» YOUR TASK: For the data below, give the number of lines in which "coordinate" occurs. Include nothing besides that number.

» THE RECORDS:
□ □ □ □ □

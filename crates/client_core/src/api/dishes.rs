use shared::{
    domain::{DishId, ReviewId, UserId},
    protocol::{Dish, DishReviews, ReviewBody},
};
use tracing::info;

use super::checked_write;
use crate::{
    data_sync::{DataSync, MutationRequest},
    error::{ClientError, RemoteError},
    keys,
    query_cache::QueryOptions,
    transport::ApiRequest,
    validation::validate_review,
};

pub const DEFAULT_RECOMMENDATION_LIMIT: u32 = 10;

pub struct Dishes<'a> {
    sync: &'a DataSync,
}

impl<'a> Dishes<'a> {
    pub(crate) fn new(sync: &'a DataSync) -> Self {
        Self { sync }
    }

    pub async fn info(&self, dish_id: &DishId) -> Result<Dish, RemoteError> {
        self.sync
            .query(
                keys::dish_info(dish_id),
                ApiRequest::get(format!("v1/dishes/{dish_id}")),
                QueryOptions::default(),
            )
            .await
    }

    pub async fn reviews(&self, dish_id: &DishId) -> Result<DishReviews, RemoteError> {
        self.sync
            .query(
                keys::dish_reviews(dish_id),
                ApiRequest::get(reviews_path(dish_id)),
                QueryOptions::default(),
            )
            .await
    }

    pub async fn view_count(&self, dish_id: &DishId) -> Result<u64, RemoteError> {
        self.sync
            .query(
                keys::dish_view_count(dish_id),
                ApiRequest::get(format!("v1/dishes/{dish_id}/viewers/count")),
                QueryOptions::default(),
            )
            .await
    }

    pub async fn recommendations(
        &self,
        user_id: Option<&UserId>,
        limit: u32,
    ) -> Result<Vec<Dish>, RemoteError> {
        let mut request = ApiRequest::get("v1/dishes/recommendations").query("limit", limit);
        if let Some(user_id) = user_id {
            request = request.query("userId", user_id);
        }
        self.sync
            .query(
                keys::dish_recommendation(user_id, limit),
                request,
                QueryOptions::default(),
            )
            .await
    }

    pub async fn create_review(
        &self,
        dish_id: &DishId,
        review: &ReviewBody,
    ) -> Result<(), ClientError> {
        info!(dish_id = %dish_id, rating = review.rating, "api: creating review");
        let request = ApiRequest::post(reviews_path(dish_id)).json(review)?;
        checked_write(
            self.sync,
            validate_review(review),
            review_write(request, dish_id),
        )
        .await
    }

    pub async fn update_review(
        &self,
        dish_id: &DishId,
        review_id: &ReviewId,
        review: &ReviewBody,
    ) -> Result<(), ClientError> {
        info!(dish_id = %dish_id, review_id = %review_id, "api: updating review");
        let request =
            ApiRequest::put(format!("{}/{review_id}", reviews_path(dish_id))).json(review)?;
        checked_write(
            self.sync,
            validate_review(review),
            review_write(request, dish_id),
        )
        .await
    }

    pub async fn delete_review(
        &self,
        dish_id: &DishId,
        review_id: &ReviewId,
    ) -> Result<(), ClientError> {
        info!(dish_id = %dish_id, review_id = %review_id, "api: deleting review");
        let request = ApiRequest::delete(format!("{}/{review_id}", reviews_path(dish_id)));
        checked_write(self.sync, Ok(()), review_write(request, dish_id)).await
    }
}

fn reviews_path(dish_id: &DishId) -> String {
    format!("v1/dishes/{dish_id}/reviews")
}

/// Review writes change both the review list and the dish score.
fn review_write(request: ApiRequest, dish_id: &DishId) -> MutationRequest {
    MutationRequest::new(request)
        .invalidates(keys::dish_reviews(dish_id))
        .invalidates(keys::dish_info(dish_id))
}
use std::path::PathBuf;

use anyhow::{Context, Result};
use chrono::Utc;
use clap::{Parser, Subcommand};
use client_core::{
    api::DEFAULT_RECOMMENDATION_LIMIT,
    display::{self, StarRating, ALL_CATEGORIES},
    load_settings,
    map::{markers_for, restaurant_route, LatLng, MapView},
    FoodClient,
};
use shared::{
    domain::{DishId, RestaurantId, UserId},
    protocol::Dish,
};
use tracing::info;

#[derive(Parser, Debug)]
#[command(name = "dishes", about = "Browse dishes and restaurants from the command line")]
struct Cli {
    /// Settings file; defaults to ./client.toml.
    #[arg(long)]
    config: Option<PathBuf>,
    /// Print raw records as JSON.
    #[arg(long)]
    json: bool,
    #[command(subcommand)]
    command: Command,
}

#[derive(Subcommand, Debug)]
enum Command {
    /// Dish info, price, rating and reviews.
    Dish { id: String },
    /// A restaurant's menu, optionally filtered by category.
    Menu {
        restaurant_id: String,
        #[arg(long, default_value = ALL_CATEGORIES)]
        category: String,
    },
    /// Restaurants around a coordinate.
    Nearby { lat: f64, lng: f64 },
    /// Recommended dishes.
    Recommend {
        #[arg(long)]
        user_id: Option<String>,
        #[arg(long, default_value_t = DEFAULT_RECOMMENDATION_LIMIT)]
        limit: u32,
    },
    /// The signed-in account, if any.
    Session,
}

#[tokio::main]
async fn main() -> Result<()> {
    tracing_subscriber::fmt().with_env_filter("info").init();
    let cli = Cli::parse();

    let settings = load_settings(cli.config.as_deref());
    let client = FoodClient::from_settings(&settings).context("failed to build client")?;

    match cli.command {
        Command::Dish { id } => {
            let dish_id = DishId::from(id);
            let dish = client
                .dishes()
                .info(&dish_id)
                .await
                .with_context(|| format!("failed to load dish {dish_id}"))?;
            let reviews = client
                .dishes()
                .reviews(&dish_id)
                .await
                .with_context(|| format!("failed to load reviews for dish {dish_id}"))?;
            if cli.json {
                println!("{}", serde_json::to_string_pretty(&dish)?);
                println!("{}", serde_json::to_string_pretty(&reviews)?);
                return Ok(());
            }
            print_dish(&dish);
            let views = client.dishes().view_count(&dish_id).await.ok();
            if let Some(views) = views {
                println!("  viewed {views} times");
            }
            for review in reviews.my_review.iter().chain(&reviews.other_reviews) {
                let author = review.reviewer_name.as_deref().unwrap_or("anonymous");
                println!(
                    "  [{}/5] {author}: {}",
                    review.rating,
                    display::truncate(&review.content, 80)
                );
            }
        }
        Command::Menu {
            restaurant_id,
            category,
        } => {
            let restaurant_id = RestaurantId::from(restaurant_id);
            let dishes = client
                .restaurants()
                .menu(&restaurant_id)
                .await
                .with_context(|| format!("failed to load menu of {restaurant_id}"))?;
            let selected = display::filter_by_category(&dishes, &category);
            info!(
                restaurant_id = %restaurant_id,
                total = dishes.len(),
                shown = selected.len(),
                "menu loaded"
            );
            if cli.json {
                println!("{}", serde_json::to_string_pretty(&selected)?);
                return Ok(());
            }
            for dish in selected {
                print_dish(dish);
            }
        }
        Command::Nearby { lat, lng } => {
            let center = LatLng::new(lat, lng).context("coordinate out of range")?;
            let restaurants = client
                .restaurants()
                .nearby(center)
                .await
                .context("failed to load nearby restaurants")?;
            if cli.json {
                println!("{}", serde_json::to_string_pretty(&restaurants)?);
                return Ok(());
            }
            let view = MapView::new(center)
                .with_markers(markers_for(&restaurants))
                .with_loader(settings.map_loader()?);
            println!(
                "{} restaurants around {} ({} on the map, zoom {})",
                restaurants.len(),
                center.to_lng_lat(),
                view.markers.len(),
                view.zoom
            );
            match &view.loader {
                Some(loader) => info!(host = ?loader.script_url().host_str(), "map script ready"),
                None => println!("  (set GOOGLE_MAPS_API_KEY to enable the map)"),
            }
            for restaurant in &restaurants {
                let stars = StarRating::from_average(restaurant.score_overview.average_rating);
                println!(
                    "  {} ({}{} stars) {} - {}  {}",
                    restaurant.name,
                    stars.full,
                    if stars.half { ".5" } else { "" },
                    restaurant.open_time,
                    restaurant.close_time,
                    restaurant_route(&restaurant.restaurant_id)
                );
            }
        }
        Command::Recommend { user_id, limit } => {
            let user_id = user_id.map(UserId::from);
            let dishes = client
                .dishes()
                .recommendations(user_id.as_ref(), limit)
                .await
                .context("failed to load recommendations")?;
            if cli.json {
                println!("{}", serde_json::to_string_pretty(&dishes)?);
                return Ok(());
            }
            for dish in &dishes {
                print_dish(dish);
            }
        }
        Command::Session => match client.auth().session().await {
            Ok(session) => {
                if cli.json {
                    println!("{}", serde_json::to_string_pretty(&session)?);
                } else {
                    println!(
                        "signed in as {} <{}> ({:?})",
                        session.display_name, session.email, session.role
                    );
                }
            }
            Err(err) if err.kind == shared::error::ErrorKind::NotAuthenticated => {
                println!("not signed in");
            }
            Err(err) => return Err(err).context("failed to load session"),
        },
    }

    Ok(())
}

fn print_dish(dish: &Dish) {
    let tag = display::price_tag(dish, Utc::now());
    let stars = StarRating::from_average(dish.score_overview.average_rating);
    let price = match &tag.promotional {
        Some(promotional) => format!("{promotional} (was {})", tag.regular),
        None => tag.regular.clone(),
    };
    println!(
        "{} [{}] {price}  {}{} stars",
        dish.name,
        dish.dish_id,
        stars.full,
        if stars.half { ".5" } else { "" }
    );
}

□ □ □ □ □

» SOLUTION FOR THIS PROBLEM: 2